After all the hoopla that characterised Friday afternoon in Monza, as the Ferrari and Williams technical directors, Ross Brawn and Patrick Head, fought a public spat over the vexed subject of Michelin front-tyre widths, aided and abetted by the McLaren and Renault team principals, Ron Dennis and Flavio Briatore, the on-track action pushed back on to centre stage yesterday afternoon.
Opinions might still be sufficiently divided about single-car qualifying to have prompted discussion about further revisions for 2004, but it worked well enough as all three of the teams contending the championship headed into the Italian Grand Prix confident of their prospects of victory.

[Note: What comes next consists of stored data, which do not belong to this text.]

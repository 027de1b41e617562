//! Fatal synthesis errors.
//!
//! These report compiler bugs found while finalizing, or misuse of the
//! creation API; user input problems go through the diagnostic reporter.

/// Error returned by synthetic item operations.
#[derive(Debug, Clone, PartialEq, Eq, thiserror::Error)]
pub enum SynthesisError {
    #[error("unresolved synthetic reference `{ty}`; pruned synthetics must be removed from the committed items")]
    UnresolvedReference { ty: String },

    #[error("synthetic `{ty}` no longer has the shape required of a {kind} item")]
    InvalidSynthetic { ty: String, kind: String },

    #[error("missing representative `{ty}` after building the final program")]
    MissingRepresentative { ty: String },

    #[error("unexpected creation of an existing external synthetic type `{ty}`")]
    ConflictingExternalType { ty: String },

    #[error("synthetic type `{ty}` already exists; each unique context creates one item")]
    ExistingSyntheticType { ty: String },

    #[error("cannot compute the external synthetic prefix of `{ty}`")]
    MalformedSyntheticName { ty: String },

    #[error("cannot create {kind} synthetic: synthetic items are {phase}")]
    CreationAfterFinalization { kind: String, phase: String },

    #[error("synthetic items are already finalized")]
    AlreadyFinalized,
}
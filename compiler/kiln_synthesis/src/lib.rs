//! Kiln synthetic items.
//!
//! Tracks the helper classes and methods that whole-program passes generate
//! (lambda bodies, bridges, backports, desugaring helpers), and gives them
//! final names once optimization is done.
//!
//! This crate contains:
//! - Synthetic kinds and the naming scheme
//! - Synthesizing contexts, definitions and references
//! - The pending registry and immutable committed snapshots
//! - Synthetic markers for intermediate output
//! - Finalization: structural deduplication, naming and the rewrite lens
//!
//! # Design Philosophy
//!
//! - **Deterministic**: every observable choice orders by descriptor text,
//!   never by thread scheduling or handle value
//! - **Snapshots**: commits produce new immutable values; nothing committed
//!   is mutated in place
//! - **Scoped locking**: concurrent creation only contends on the type
//!   being created
//!
//! # Tracing
//!
//! Enable with `RUST_LOG=kiln_synthesis=debug` after calling
//! [`init_tracing`].

mod app_view;
mod builder;
mod committed;
mod context;
mod definition;
mod equivalence;
mod error;
mod finalization;
mod invariant;
mod items;
mod kind;
mod lens_builder;
pub mod marker;
pub mod naming;
mod options;
mod pending;
mod processing;
mod reference;

use invariant::invariant;

pub use app_view::AppView;
pub use builder::{SyntheticClassBuilder, SyntheticMethodBuilder};
pub use committed::{
    CommittedItems, CommittedSyntheticsBuilder, CommittedSyntheticsCollection,
    INVALID_ID_AFTER_SYNTHETIC_FINALIZATION,
};
pub use context::SynthesizingContext;
pub use definition::{HasHolder, Rewritable, Rewritten, SyntheticDefinition, SyntheticItem};
pub use equivalence::EquivalenceGroup;
pub use error::SynthesisError;
pub use finalization::{compute_final_synthetics, finalize, FinalizationResult};
pub use items::{SynthesisPhase, SyntheticItems};
pub use kind::{naming_version_hash, KindFlavor, SyntheticKind};
pub use lens_builder::FinalizationLensBuilder;
pub use options::{SynthesisOptions, TestingOptions};
pub use pending::PendingSynthetics;
pub use processing::{MethodProcessingContext, ProcessorContext, UniqueContext};
pub use reference::SyntheticReference;

use std::sync::Once;

static TRACING_INIT: Once = Once::new();

/// Initialize tracing subscriber for debugging.
///
/// Call this once at startup. Safe to call multiple times.
/// Enable with `RUST_LOG=kiln_synthesis=debug` or `RUST_LOG=kiln_synthesis=trace`.
pub fn init_tracing() {
    TRACING_INIT.call_once(|| {
        use tracing_subscriber::{fmt, prelude::*, EnvFilter};

        // Only initialize if RUST_LOG is set
        if std::env::var("RUST_LOG").is_ok() {
            let filter = EnvFilter::from_default_env();
            tracing_subscriber::registry()
                .with(fmt::layer().with_target(true).with_level(true))
                .with(filter)
                .init();
        }
    });
}
//! Synthetic item registry.
//!
//! [`SyntheticItems`] pairs the committed collection of the current
//! application with the items created since the last commit. Creation takes
//! `&self` and may run on any number of worker threads; commits consume the
//! registry and yield an immutable [`CommittedItems`] snapshot.
//!
//! # Lifecycle
//!
//! ```text
//! Active --finalize--> Finalizing --commit--> Finalized
//! ```
//!
//! Creation is only valid while active.

use crate::builder::{SyntheticClassBuilder, SyntheticMethodBuilder};
use crate::committed::{
    CommittedItems, CommittedSyntheticsCollection, INVALID_ID_AFTER_SYNTHETIC_FINALIZATION,
};
use crate::marker::strip_marker_from_class;
use crate::{
    invariant, naming, AppView, PendingSynthetics, SynthesisError, SynthesizingContext,
    SyntheticDefinition, SyntheticKind, UniqueContext,
};
use kiln_diagnostic::{Diagnostic, ErrorCode, ErrorGuaranteed};
use kiln_ir::{
    Application, ClassKind, DefinitionLookup, DexClass, FeatureSplit, ItemFactory, MethodRef,
    Origin, ProgramMethod, ProtoId, PrunedItems, RewriteLens, TypeId,
};
use std::fmt;
use std::sync::Arc;

#[derive(Copy, Clone, Debug, Default, PartialEq, Eq)]
pub enum SynthesisPhase {
    #[default]
    Active,
    Finalizing,
    Finalized,
}

impl fmt::Display for SynthesisPhase {
    fn fmt(&self, f: &mut fmt::Formatter<'_>) -> fmt::Result {
        f.write_str(match self {
            SynthesisPhase::Active => "active",
            SynthesisPhase::Finalizing => "finalizing",
            SynthesisPhase::Finalized => "finalized",
        })
    }
}

#[derive(Default)]
pub struct SyntheticItems {
    next_synthetic_id: i32,
    committed: CommittedSyntheticsCollection,
    pending: PendingSynthetics,
    phase: SynthesisPhase,
}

To the delight of the tifosi, it was the championship leader by one point, Michael Schumacher, whose Ferrari re-emerged as the pacesetter after his recent period in the doldrums, but Juan Pablo Montoya (Williams), Rubens Barrichello (Ferrari) and Kimi Raikkonen (McLaren) were right on his tail.
This was not a good weekend to be an F1 driver called Ralph. On Friday, Jordan's Firman of that ilk was advised not to race on medical orders, following inner-ear-balance problems after his 150mph Hungarian GP accident three weeks ago, and yesterday morning his near-namesake Ralf Schumacher of Williams went medically AWOL for the same reason following a big shunt here in testing last week.
The Spaniard Marc Gene, Williams's regular test driver, who has not raced in F1 since 2000, got an early wake-up call and promptly drove like a star to push Montoya in the morning's free-practice sessions, and then to head the qualifying times (he was first out, since he had not previously run in the 2003 world championship). It was not until Raikkonen, the 16th man in line, lapped in 1min 21.466sec that Gene's time of 1:21.834 was eclipsed. "Until now my best qualifying position was 15th," he said, "but I have to say I did make two mistakes in the first two chicanes, so I could have been quicker still."
Schumacher soon dismissed the Finn's time, however, with a smooth 1:20.963. Barrichello failed to beat that, but then Montoya set pulses racing when his first two sector times beat Schumacher's. But the time slipped away in the final sector, leaving him second and pushing Barrichello back to the second row.
"This is a confirmation of the hard work we have done. We are back at the top, which was shown in qualifying, and this had been our weak part in the last few races," a delighted Schumacher said. "A lot of detail work has gone in on the engine and the aerodynamics, and Bridgestone gave us good tyres."
"It was an outstanding lap from Michael and a good one from Rubens," said Ferrari's technical director, Ross Brawn. "I thought Montoya would beat us after I saw his second-sector time, because normally they were quicker than us in the third sector. He obviously must have done a mistake." Montoya confessed that was the case. "I had understeer in Ascari and went wide in the first of the three corners. In that moment I knew it was over."
The speed trap revealed Ferrari to have a 5kph advantage, but Montoya said he was not worried about it. "One team make a choice of top speed, the other downforce," he said. "We have applied more downforce."
Barrichello was relieved that his morning grip problems had been cured. "The car was good again in the warm-up," he said. "I was expecting to fight for pole, but we changed the brakes before qualifying and I locked the fronts in the first chicane, probably because they weren't up to optimum temperature. I lost all my time there."
Raikkonen had an uneventful lap in the McLaren, which eclipsed his team-mate David Coulthard by a full second. The Finn was fourth, the troubled Scot eighth, one place behind Jenson Button, who excelled for BAR Honda. "It's fine," said McLaren's engine designer, Mario Illien. "We are quite happy with the second row of the grid. It shows that we are not miles behind. This is the result of a big effort from the whole team, and it is worth remembering that we are usually stronger in the races than in qualifying. Victory is possible."
Whether Ferrari's return to form is due to the minor width revisions that Michelin were obliged to make to the treads of their front tyres, or simply because Monza places a greater premium on grunt (which the Prancing Horse has never been lacking) and much less on sheer grip (which its Bridgestone tyres have lacked) won't be clear until Indianapolis in a fortnight's time. But right now it's time to sit back and watch the fun when today's crucial encounter roars off.